I'm not yet ready to tell you where this bus actually goes five days a week, picking up and discharing its precious cargo. That'll come in time. For now, it's enough to know that the bus is one step on the journey toward a better life for an amazing group of children.
They're greeted each morning by the unmistakable sign that they are welcome. And wanted. And, most importantly, loved.
And this? This is what happens when children are given the chance to journey toward a brighter future...one bumpy step at a time.
Saturday, October 06, 2012
Guatemala is, in many respects, a land of stark contrasts. This morning I'm smiling, recalling the gorgeous natural sights that were everywhere around me. All I had to do was look...
This is a poinsettia tree. Yes, that's right--a tree! It was huge, growing wild and it completely shocked me when I realized the source of shadow where I stood. Imagine, standing in the shadow of a poinsettia? That'll totally change my view on holiday decorations!
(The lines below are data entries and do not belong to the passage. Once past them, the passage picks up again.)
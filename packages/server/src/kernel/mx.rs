//! Mail exchanger lookup using hickory-resolver.

use anyhow::{Context, Result};
use async_trait::async_trait;
use hickory_resolver::config::{ResolverConfig, ResolverOpts};
use hickory_resolver::error::ResolveErrorKind;
use hickory_resolver::TokioAsyncResolver;
use std::time::Duration;
use tracing::{debug, info, warn};

use super::BaseMxResolver;

/// Default bound on a single MX query (per attempt).
pub const DNS_TIMEOUT: Duration = Duration::from_secs(5);

/// Queries per lookup before the resolver gives up.
pub const DNS_ATTEMPTS: usize = 2;

/// DNS resolver wrapper for MX lookups
pub struct HickoryMxResolver {
    resolver: TokioAsyncResolver,
}

impl HickoryMxResolver {
    /// Create a resolver from the host's resolver configuration, falling
    /// back to Cloudflare when none can be read.
    pub fn new(timeout: Duration) -> Self {
        let (config, mut opts) = match hickory_resolver::system_conf::read_system_conf() {
            Ok(conf) => conf,
            Err(e) => {
                warn!(error = %e, "No system resolver configuration, using Cloudflare DNS");
                (ResolverConfig::cloudflare(), ResolverOpts::default())
            }
        };
        opts.timeout = timeout;
        opts.attempts = DNS_ATTEMPTS;

        info!(timeout_ms = timeout.as_millis() as u64, "DNS resolver initialized");

        Self {
            resolver: TokioAsyncResolver::tokio(config, opts),
        }
    }
}

impl Default for HickoryMxResolver {
    fn default() -> Self {
        Self::new(DNS_TIMEOUT)
    }
}

#[async_trait]
impl BaseMxResolver for HickoryMxResolver {
    async fn mail_exchangers(&self, domain: &str) -> Result<Vec<String>> {
        let lookup = match self.resolver.mx_lookup(domain).await {
            Ok(lookup) => lookup,
            Err(e) => {
                if let ResolveErrorKind::NoRecordsFound { .. } = e.kind() {
                    debug!(domain = %domain, "No MX records");
                    return Ok(Vec::new());
                }
                return Err(e).with_context(|| format!("MX lookup failed for {}", domain));
            }
        };

        let hosts: Vec<String> = lookup
            .iter()
            .map(|mx| mx.exchange().to_utf8().trim_end_matches('.').to_string())
            .filter(|host| !host.is_empty())
            .collect();

        debug!(domain = %domain, count = hosts.len(), "Resolved mail exchangers");
        Ok(hosts)
    }
}
//! Common Crawl archive access.
//!
//! Looks a domain up in the CDX index service, reads each pointed-to record
//! from storage with an HTTP range request and decodes the WARC container
//! into the text of every captured HTTP response.
//!
//! # Usage
//!
//! ```rust,ignore
//! use cc_archive::{ArchiveFetcher, CommonCrawlFetcher, FetcherConfig};
//!
//! let fetcher = CommonCrawlFetcher::new(FetcherConfig::default())?;
//! let outcome = fetcher.fetch("example.com").await;
//! for page in &outcome.pages {
//!     println!("{}", page.content.len());
//! }
//! ```
//!
//! # Modules
//!
//! - [`fetcher`] - The [`ArchiveFetcher`] trait and the Common Crawl implementation
//! - [`index`] - Index service response parsing
//! - [`warc`] - WARC container reader
//! - [`testing`] - Mock fetcher for testing

pub mod error;
pub mod fetcher;
pub mod index;
pub mod testing;
pub mod types;
pub mod warc;

pub use error::{FetchError, FetchResult, WarcError, WarcResult};
pub use fetcher::{ArchiveFetcher, CommonCrawlFetcher, FetcherConfig};
pub use types::{ArchiveRecordPointer, CapturedPage, FetchOutcome};
pub use warc::{response_pages, WarcReader, WarcRecord};
//! Test harness for pipeline and route tests.
//!
//! Every test gets its own in-memory database, a scratch directory for the
//! domain list and summary files, and a recording broker.

use anyhow::{Context, Result};
use cc_archive::ArchiveFetcher;
use crawlmail_core::domains::emails::actions::RunSettings;
use crawlmail_core::domains::emails::{EmailVerifier, SmtpSettings};
use crawlmail_core::kernel::{NatsPublisher, ServerDeps, StubMxResolver, TestNats};
use sqlx::sqlite::SqlitePoolOptions;
use sqlx::SqlitePool;
use std::path::PathBuf;
use std::sync::Arc;
use std::time::Duration;
use tempfile::TempDir;
use test_context::AsyncTestContext;

/// Test harness that manages per-test infrastructure.
///
/// # Example using test-context
///
/// ```ignore
/// use test_context::test_context;
///
/// #[test_context(TestHarness)]
/// #[tokio::test]
/// async fn my_test(ctx: &TestHarness) {
///     ctx.write_domains(&["example.com"]);
///     // ... test code
/// }
/// ```
pub struct TestHarness {
    /// Database pool - single connection so the in-memory database is shared
    pub db_pool: SqlitePool,
    /// Scratch directory holding the domain list and summary
    pub workdir: TempDir,
    /// Recording broker handed to every run built from this harness
    pub broker: Arc<TestNats>,
}

impl AsyncTestContext for TestHarness {
    async fn setup() -> Self {
        Self::new().await.expect("Failed to create test harness")
    }

    async fn teardown(self) {
        self.db_pool.close().await;
    }
}

impl TestHarness {
    pub async fn new() -> Result<Self> {
        // Run tests with: RUST_LOG=debug cargo test -- --nocapture
        let _ = tracing_subscriber::fmt()
            .with_env_filter(tracing_subscriber::EnvFilter::from_default_env())
            .with_test_writer()
            .try_init();

        let db_pool = SqlitePoolOptions::new()
            .max_connections(1)
            .idle_timeout(None)
            .max_lifetime(None)
            .connect("sqlite::memory:")
            .await
            .context("Failed to open in-memory database")?;

        sqlx::migrate!("./migrations")
            .run(&db_pool)
            .await
            .context("Failed to run migrations")?;

        Ok(Self {
            db_pool,
            workdir: tempfile::tempdir().context("Failed to create scratch directory")?,
            broker: Arc::new(TestNats::new()),
        })
    }

    pub fn domains_path(&self) -> PathBuf {
        self.workdir.path().join("domains.csv")
    }

    pub fn output_path(&self) -> PathBuf {
        self.workdir.path().join("emails.csv")
    }

    /// Write the domain list, one per row.
    pub fn write_domains(&self, domains: &[&str]) {
        let mut contents = domains.join("\n");
        if !contents.is_empty() {
            contents.push('\n');
        }
        std::fs::write(self.domains_path(), contents).expect("Failed to write domain list");
    }

    pub fn read_output(&self) -> String {
        std::fs::read_to_string(self.output_path()).expect("Failed to read summary")
    }

    pub fn run_settings(&self) -> RunSettings {
        RunSettings {
            domains_csv: self.domains_path(),
            output_csv: self.output_path(),
            verify_concurrency: 2,
        }
    }

    /// Dependencies wired to the given archive, resolver and SMTP port.
    pub fn deps(
        &self,
        archive: Arc<dyn ArchiveFetcher>,
        resolver: StubMxResolver,
        smtp_port: u16,
    ) -> Arc<ServerDeps> {
        let settings = SmtpSettings::default()
            .with_port(smtp_port)
            .with_command_timeout(Duration::from_millis(500))
            .with_session_timeout(Duration::from_secs(3));
        let verifier = EmailVerifier::new(Arc::new(resolver), settings);
        let broker: Arc<dyn NatsPublisher> = self.broker.clone();

        Arc::new(ServerDeps::new(
            self.db_pool.clone(),
            archive,
            verifier,
            Some(broker),
        ))
    }
}
//! Archive data types: index pointers and decoded pages.

use serde::{Deserialize, Serialize};
use serde_json::Value;

use crate::error::{FetchError, FetchResult};

/// Where one captured record lives inside a storage container.
///
/// Produced from a single index-service record and consumed exactly once by
/// a ranged fetch.
#[derive(Debug, Clone, PartialEq, Eq, Serialize, Deserialize)]
pub struct ArchiveRecordPointer {
    /// Container path relative to the storage base URL
    pub location: String,
    /// First byte of the record inside the container
    pub offset: u64,
    /// Record length in bytes (always > 0)
    pub length: u64,
}

impl ArchiveRecordPointer {
    pub fn new(location: impl Into<String>, offset: u64, length: u64) -> Self {
        Self {
            location: location.into(),
            offset,
            length,
        }
    }

    /// Build a pointer from one index record.
    ///
    /// The index service emits `offset` and `length` as strings; plain JSON
    /// numbers are accepted too.
    pub fn from_index_record(record: &Value) -> FetchResult<Self> {
        let location = record
            .get("filename")
            .and_then(Value::as_str)
            .map(str::trim)
            .filter(|s| !s.is_empty())
            .ok_or(FetchError::IncompletePointer { field: "filename" })?;
        let offset = numeric_field(record, "offset")?;
        let length = numeric_field(record, "length")?;

        if length == 0 {
            return Err(FetchError::IncompletePointer { field: "length" });
        }
        if offset.checked_add(length).is_none() {
            return Err(FetchError::IncompletePointer { field: "offset" });
        }

        Ok(Self::new(location, offset, length))
    }

    /// Inclusive byte range for the `Range` header.
    pub fn range_header(&self) -> String {
        format!("bytes={}-{}", self.offset, self.offset + self.length - 1)
    }
}

fn numeric_field(record: &Value, field: &'static str) -> FetchResult<u64> {
    let parsed = match record.get(field) {
        Some(Value::Number(n)) => n.as_u64(),
        Some(Value::String(s)) => s.trim().parse().ok(),
        _ => None,
    };
    parsed.ok_or(FetchError::IncompletePointer { field })
}

/// Decoded text of one archived HTTP response.
#[derive(Debug, Clone, PartialEq, Eq, Serialize, Deserialize)]
pub struct CapturedPage {
    /// `WARC-Target-URI` of the capture, when present
    pub target_uri: Option<String>,
    /// Response payload with the HTTP header block removed
    pub content: String,
}

impl CapturedPage {
    pub fn new(content: impl Into<String>) -> Self {
        Self {
            target_uri: None,
            content: content.into(),
        }
    }

    pub fn with_target_uri(mut self, uri: impl Into<String>) -> Self {
        self.target_uri = Some(uri.into());
        self
    }
}

/// Everything one domain lookup produced.
///
/// Fetching never fails as a whole: unreachable services, bad records and
/// undecodable payloads land in `issues` and the rest of the work goes on.
#[derive(Debug, Default)]
pub struct FetchOutcome {
    pub pages: Vec<CapturedPage>,
    pub issues: Vec<FetchError>,
}

impl FetchOutcome {
    pub fn is_empty(&self) -> bool {
        self.pages.is_empty()
    }
}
A stroll on the grounds at Mi Refugio yielded abundant beauty. I paused at this little pond and gazed into the clear water. No fish in its depths, as I'd hoped, but a single water lily bobbed on the surface. Lovely!
When atop a mountain, rainwater cascades downhill. The melody created by the previous night's rainfall was so soothing.
There are times when I struggle to get the roses in my gardens to bloom. Really, I do. On a Guatemalan mountain, they grow wild. And the scent? Oh-so intoxicating!
Do I miss the place? Can't you tell?
Wednesday, October 03, 2012
Mi Refugio provides two meals daily, which in many cases is the only source of nutrition for these kids. They are clothed in neat uniforms, given backpacks and school supplies. They are taught hygiene skills and manners. It is a Christian school, so the children learn faith.
Monday, October 01, 2012
Last week I returned from a mission trip to Guatemala. It was a journey of "firsts" for me. First mission trip. First visit to the country. First up-close look at a volcano. First... Well, why don't we just wait for the rest of the "firsts" to come to light on their own.
What wasn't a first for me were some of the emotions I felt on my adventure. Love. Peace. Joy. All familiar to me, which is in and of itself a true blessing. I experienced other emotions on the trip, as well. Those, like the "firsts", will show themselves eventually.
For now, I just want to tell you that I went on a great adventure.
I met beautiful people.
Saw incredible things.
And came back home with lots of stories. In the coming weeks I plan to share some of those stories here. I do hope you'll join me as I tell about my latest journey. It was awesome, and I loved every minute of it. I hope you will, too.
I'm always amazed by the path these feet are on. This time, the path led straight up a mountain into a jungle...to find love and a small slice of heaven.